* _Excerpted records_

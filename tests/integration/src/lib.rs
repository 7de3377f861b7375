//! Integration test utilities for the sharded gateway cluster
//!
//! This crate provides a mock gateway, in-process worker launchers and config
//! fixtures for end-to-end tests of shards and clusters.

pub mod fixtures;
pub mod helpers;

pub use fixtures::*;
pub use helpers::*;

* _Work item_
The answer should repeat every line of the listing exactly.

* _Answer space_
filename tests/integration/src/lib.rs
repository 7de3377f861b7375
//! Integration test utilities for the sharded gateway cluster
//!
//! This crate provides a mock gateway, in-process worker launchers and config
//! fixtures for end-to-end tests of shards and clusters.

pub mod fixtures;
pub mod helpers;

pub use fixtures::*;
pub use helpers::*;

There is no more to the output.